As more research is done into this issue, there will surely be more products, more regulations, and more questions about best practices.  For now, if your child gets hit in the head playing sports, in the playground, riding his bike, or running around with his friends, ask if he’s feeling any of the following symptoms: trouble concentrating or remembering, headache or sensitivity to light or noise, irritability, or changes in sleep.  Keep asking.  Ask right after the injury, a few hours later, and a few hours after that.  Ask the next day and the day after.  If your child has these symptoms call a doctor and insist on being seen.  Most likely no intervention will be required, but your child should probably get a note excusing him from gym class and should not play sports again until the symptoms have subsided.  Most concussions resolve themselves within a few weeks, even if left untreated, but you don’t want there to be risk of another injury if the child falls in gym class.  There is a lot of evidence that shows that repeated injury, especially during the time of healing, can cause more damage.
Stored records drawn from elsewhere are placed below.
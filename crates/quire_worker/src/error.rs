//! Error types for boundaries, jobs and the pool.

use std::path::PathBuf;

use quire_adapter::{AdapterError, ProbeError};
use quire_common::ArtifactLocator;

/// Failures talking to an isolation boundary.
#[derive(Debug, thiserror::Error)]
pub enum BoundaryError {
    /// The launcher could not be started.
    #[error("failed to start '{program}': {source}")]
    Spawn {
        /// The configured launcher program.
        program: String,
        /// Underlying error.
        source: std::io::Error,
    },

    /// A dependency is not present in the local repository.
    #[error("dependency {locator} not found at {}", .path.display())]
    MissingArchive {
        /// The unresolved dependency.
        locator: ArtifactLocator,
        /// Where it was expected.
        path: PathBuf,
    },

    /// Reading or writing the launcher's pipes failed.
    #[error("boundary I/O failed: {0}")]
    Io(#[from] std::io::Error),

    /// The launcher sent something that is not a valid response, or exited.
    #[error("boundary protocol error: {0}")]
    Protocol(String),

    /// The compiler rejected the design.
    #[error("{message}")]
    Rejected {
        /// Diagnostic from the compiler.
        message: String,
    },

    /// The launcher reported an internal failure.
    #[error("worker error: {message}")]
    Worker {
        /// Diagnostic from the launcher.
        message: String,
    },
}

impl From<BoundaryError> for ProbeError {
    fn from(err: BoundaryError) -> Self {
        ProbeError::new(err.to_string())
    }
}

/// Why a single compilation job failed.
#[derive(Debug, thiserror::Error)]
pub enum JobError {
    /// The compiler rejected the design.
    #[error("compilation failed: {message}")]
    Compilation {
        /// Diagnostic from the compiler.
        message: String,
    },

    /// Moving the artifact into place or preparing its directory failed.
    #[error("cannot write {}: {source}", .path.display())]
    OutputWrite {
        /// Path being written.
        path: PathBuf,
        /// Underlying error.
        source: std::io::Error,
    },

    /// The boundary could not be opened or broke protocol.
    #[error(transparent)]
    Boundary(BoundaryError),

    /// The compiler entry point or keys could not be resolved.
    #[error(transparent)]
    Adapter(#[from] AdapterError),

    /// The compile call reported success but produced no artifact.
    #[error("compiler produced no artifact at {}", .0.display())]
    MissingArtifact(PathBuf),

    /// The build was cancelled before this job started.
    #[error("cancelled")]
    Cancelled,

    /// The job panicked.
    #[error("job panicked: {0}")]
    Panicked(String),
}

impl From<BoundaryError> for JobError {
    fn from(err: BoundaryError) -> Self {
        match err {
            BoundaryError::Rejected { message } => JobError::Compilation { message },
            other => JobError::Boundary(other),
        }
    }
}

/// Failures setting up the pool itself.
#[derive(Debug, thiserror::Error)]
pub enum WorkerError {
    /// The thread pool could not be built.
    #[error("cannot start worker threads: {0}")]
    ThreadPool(#[from] rayon::ThreadPoolBuildError),
}

#[cfg(test)]
mod tests {
    use super::*;

    #[test]
    fn rejection_becomes_compilation_failure() {
        let err: JobError = BoundaryError::Rejected {
            message: "line 3: unknown element".to_string(),
        }
        .into();
        assert!(matches!(err, JobError::Compilation { .. }));
        assert_eq!(err.to_string(), "compilation failed: line 3: unknown element");
    }

    #[test]
    fn other_boundary_errors_stay_boundary() {
        let err: JobError = BoundaryError::Protocol("eof".to_string()).into();
        assert!(matches!(err, JobError::Boundary(_)));
    }

    #[test]
    fn missing_archive_names_locator() {
        let err = BoundaryError::MissingArchive {
            locator: "com.lowagie:itext:2.1.7.js10".parse().unwrap(),
            path: PathBuf::from("/repo/com/lowagie/itext/2.1.7.js10/itext-2.1.7.js10.jar"),
        };
        assert!(err.to_string().contains("com.lowagie:itext:2.1.7.js10"));
    }
}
As the brain is a very complex organ, the answers and practices will not be easily determined nor will everyone have the same concerns or suggestions.  I am hoping that our task force can begin to figure out how to best help children play sports safely, and between research, experience, and trial and error we will determine the best practices and strategies.  

Barbara Kapetanakes, Psy.D. practices child, adult, and family psychotherapy in Sleepy Hollow.